Personal information
- Full name: Matthew James Fuller
- Born: 31 January 1970 (age 56) Fairfield, New South Wales

Playing information
- Height: 178 cm (5 ft 10 in)
- Weight: 88 kg (13 st 12 lb)
- Position: Hooker, Prop, Second-row, Lock
Club
| Years | Team | Pld | T | G | FG | P |
| 1989–91 | Canterbury-Bankstown | 6 | 0 | 0 | 0 | 0 |
| 1992 | St George | 3 | 0 | 0 | 0 | 0 |
| 1993 | South Sydney | 15 | 0 | 0 | 0 | 0 |
| 1993–94 | Wakefield Trinity | 26 | 3 | 0 | 0 | 12 |
| 1995–97 | Western Reds | 59 | 14 | 0 | 1 | 57 |
| 1997–98 | Wakefield Trinity Wildcats | 26 | 3 | 0 | 0 | 12 |
| 1999 | Western Suburbs | 21 | 1 | 0 | 0 | 4 |
|  | Total | 156 | 21 | 0 | 1 | 85 |
- Source:

= Matt Fuller =

Australian rugby league footballer

Matthew "Matt" Fuller (born 31 January 1970) is a former professional rugby league footballer who played in the 1980s and 1990s.

==Playing career==
Fuller played for the Canterbury-Bankstown Bulldogs, St. George Dragons, South Sydney Rabbitohs, Western Reds, Wakefield Trinity Wildcats (two spells) (captain during second spell), and the Western Suburbs Magpies - making appearances everywhere in the forward pack.

In 1995 he was part of the inaugural Western Reds squad and later served as the club's captain.

On 26 September 1998, Fuller played at lock in Wakefield Trinity’s 24-22 victory over Featherstone Rovers in the 1998 First Division Grand Final at McAlpine Stadium, Huddersfield.

In 1999, Fuller joined Western Suburbs and made 21 appearances for the club as they finished last on the table claiming the wooden spoon. Western Suburbs only managed to win 3 games all year in their final season as a first grade club. Fuller played in Wests final ever game against Auckland at Campbelltown Stadium which ended in a 60-16 defeat. The match would also prove to be Fuller's last game in first grade.

==Post Playing career==
Following a stint where he captained Wakefield Trinity to a premiership in the United Kingdom, Fuller returned to Western Australia to position himself as one of Perth’s leading health and fitness experts.

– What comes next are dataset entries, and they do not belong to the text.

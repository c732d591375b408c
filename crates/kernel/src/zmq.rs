//! Descriptor-based execution channel over ZeroMQ.
//!
//! Two background tasks own the sockets: a shell task (DEALER) that
//! forwards outbound requests and inbound replies, and an iopub reader
//! (SUB, subscribed to everything). Both feed one inbound queue so the
//! session sees messages in arrival order regardless of the socket.

use std::time::Duration;

use async_trait::async_trait;
use bytes::Bytes;
use tokio::sync::mpsc;
use tokio::task::JoinHandle;
use tokio::time::Instant;
use tokio_util::sync::CancellationToken;
use uuid::Uuid;
use zeromq::{DealerSocket, Socket, SocketRecv, SocketSend, SubSocket, ZmqMessage};

use ji_domain::error::{Error, Result};
use ji_protocol::{ConnectionDescriptor, Message};

use crate::channel::ExecutionChannel;
use crate::wire::{self, Signer};

const QUEUE_DEPTH: usize = 256;
const PROBE_INTERVAL: Duration = Duration::from_secs(1);

pub struct ZmqChannel {
    session: String,
    outbound: mpsc::Sender<Vec<Bytes>>,
    inbound: mpsc::Receiver<Message>,
    signer: Signer,
    cancel: CancellationToken,
    tasks: Vec<JoinHandle<()>>,
}

impl ZmqChannel {
    /// Connect the shell and iopub sockets described by `descriptor`.
    pub async fn connect(descriptor: &ConnectionDescriptor) -> Result<Self> {
        let signer = Signer::new(&descriptor.signature_scheme, &descriptor.auth_key)?;

        let shell_endpoint = descriptor.shell_endpoint();
        let iopub_endpoint = descriptor.iopub_endpoint();

        let mut shell = DealerSocket::new();
        shell
            .connect(&shell_endpoint)
            .await
            .map_err(|e| Error::Connection(format!("shell connect {shell_endpoint}: {e}")))?;

        let mut iopub = SubSocket::new();
        iopub
            .connect(&iopub_endpoint)
            .await
            .map_err(|e| Error::Connection(format!("iopub connect {iopub_endpoint}: {e}")))?;
        iopub
            .subscribe("")
            .await
            .map_err(|e| Error::Connection(format!("iopub subscribe: {e}")))?;

        tracing::debug!(shell = %shell_endpoint, iopub = %iopub_endpoint, "zmq sockets connected");

        let cancel = CancellationToken::new();
        let (out_tx, out_rx) = mpsc::channel(QUEUE_DEPTH);
        let (in_tx, in_rx) = mpsc::channel(QUEUE_DEPTH);

        let shell_task = tokio::spawn(shell_loop(
            shell,
            out_rx,
            in_tx.clone(),
            signer.clone(),
            cancel.clone(),
        ));
        let iopub_task = tokio::spawn(iopub_loop(iopub, in_tx, signer.clone(), cancel.clone()));

        Ok(Self {
            session: Uuid::new_v4().to_string(),
            outbound: out_tx,
            inbound: in_rx,
            signer,
            cancel,
            tasks: vec![shell_task, iopub_task],
        })
    }

    /// Probe with `kernel_info_request` until a correlated iopub message
    /// arrives. Also covers the SUB socket's join delay: iopub output
    /// published before the subscription lands would otherwise be lost.
    pub async fn wait_for_ready(&mut self, timeout: Duration) -> Result<()> {
        let deadline = Instant::now() + timeout;

        while Instant::now() < deadline {
            let probe = Message::kernel_info_request(&self.session);
            self.send(&probe).await?;

            let window = (Instant::now() + PROBE_INTERVAL).min(deadline);
            loop {
                match tokio::time::timeout_at(window, self.inbound.recv()).await {
                    Ok(Some(msg)) => {
                        if msg.is_reply_to(probe.msg_id())
                            && msg.channel.as_deref() == Some("iopub")
                        {
                            tracing::debug!("kernel ready");
                            return Ok(());
                        }
                    }
                    Ok(None) => {
                        return Err(Error::Connection(
                            "kernel channel closed while waiting for readiness".into(),
                        ))
                    }
                    Err(_) => break,
                }
            }
        }

        Err(Error::Connection(format!(
            "kernel did not become ready within {}ms",
            timeout.as_millis()
        )))
    }
}

#[async_trait]
impl ExecutionChannel for ZmqChannel {
    fn client_session(&self) -> &str {
        &self.session
    }

    async fn send(&mut self, msg: &Message) -> Result<()> {
        let frames = wire::encode(msg, &self.signer)?;
        self.outbound
            .send(frames)
            .await
            .map_err(|_| Error::Protocol("shell channel is closed".into()))
    }

    async fn recv(&mut self) -> Result<Option<Message>> {
        Ok(self.inbound.recv().await)
    }

    async fn close(&mut self) {
        self.cancel.cancel();
        for task in self.tasks.drain(..) {
            task.abort();
        }
        self.inbound.close();
    }
}

impl Drop for ZmqChannel {
    fn drop(&mut self) {
        self.cancel.cancel();
        for task in &self.tasks {
            task.abort();
        }
    }
}

// ━━━━━━━━━━━━━━━━━━━━━━━━━━━━━━━━━━━━━━━━━━━━━━━━━━━━━━━━━━━━━━━━━━
// Socket tasks
// ━━━━━━━━━━━━━━━━━━━━━━━━━━━━━━━━━━━━━━━━━━━━━━━━━━━━━━━━━━━━━━━━━━

async fn shell_loop(
    mut socket: DealerSocket,
    mut outbound: mpsc::Receiver<Vec<Bytes>>,
    inbound: mpsc::Sender<Message>,
    signer: Signer,
    cancel: CancellationToken,
) {
    loop {
        tokio::select! {
            _ = cancel.cancelled() => break,
            frames = outbound.recv() => {
                let Some(frames) = frames else { break };
                let msg = match ZmqMessage::try_from(frames) {
                    Ok(m) => m,
                    Err(e) => {
                        tracing::warn!(error = %e, "refusing to send empty multipart message");
                        continue;
                    }
                };
                if let Err(e) = socket.send(msg).await {
                    tracing::warn!(error = %e, "shell send failed");
                    break;
                }
            }
            received = socket.recv() => {
                match received {
                    Ok(raw) => {
                        if !forward(raw, &signer, "shell", &inbound).await {
                            break;
                        }
                    }
                    Err(e) => {
                        tracing::warn!(error = %e, "shell receive failed");
                        break;
                    }
                }
            }
        }
    }
    cancel.cancel();
}

async fn iopub_loop(
    mut socket: SubSocket,
    inbound: mpsc::Sender<Message>,
    signer: Signer,
    cancel: CancellationToken,
) {
    loop {
        tokio::select! {
            _ = cancel.cancelled() => break,
            received = socket.recv() => {
                match received {
                    Ok(raw) => {
                        if !forward(raw, &signer, "iopub", &inbound).await {
                            break;
                        }
                    }
                    Err(e) => {
                        tracing::warn!(error = %e, "iopub receive failed");
                        break;
                    }
                }
            }
        }
    }
    cancel.cancel();
}

/// Decode and queue one inbound message. Returns false once the
/// receiving side is gone.
async fn forward(
    raw: ZmqMessage,
    signer: &Signer,
    channel: &str,
    inbound: &mpsc::Sender<Message>,
) -> bool {
    let frames = raw.into_vec();
    match wire::decode(&frames, signer, channel) {
        Ok(msg) => inbound.send(msg).await.is_ok(),
        Err(e) => {
            tracing::debug!(channel, error = %e, "dropping undecodable frame");
            true
        }
    }
}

Fuller currently owns and manages the Fuller Fitness Training Centre. Self-employed gym owner/operator since 2001, Matt has grown and developed a training facility, where he has mentored over 15,000 personal training sessions.

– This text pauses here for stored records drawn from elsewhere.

//! Kernel messaging protocol: the message envelope shared by the relay
//! (WebSocket) and ZMQ paths, typed content for the message kinds the
//! client consumes, the reply collector that correlates and aggregates
//! output, and the kernel connection descriptor.
//!
//! # Envelope
//!
//! ```text
//! { header:        { msg_id, session, username, date, msg_type, version },
//!   parent_header: { ... header of the request being answered ... },
//!   metadata:      { },
//!   content:       { ... variant by msg_type ... },
//!   channel:       "shell" | "iopub" | ... }      (relay only)
//! ```

pub mod collector;
pub mod content;
pub mod descriptor;
pub mod message;

pub use collector::{ExecutionOutcome, OutputEvent, Progress, ReplyCollector};
pub use content::{Content, ExecutionState};
pub use descriptor::{ConnectionDescriptor, REQUIRED_FIELDS};
pub use message::{ExecuteOptions, Header, Message, MsgType, PROTOCOL_VERSION};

Fuller's views and opinions are frequently sought from the media in relation to all matters health and fitness. More recently, Fuller has become a permanent fixture on 720 ABC Radio Perth as an expert commentator when the rugby league comes to Perth and is a regular panelist on League Talk with 91.3 SportFM.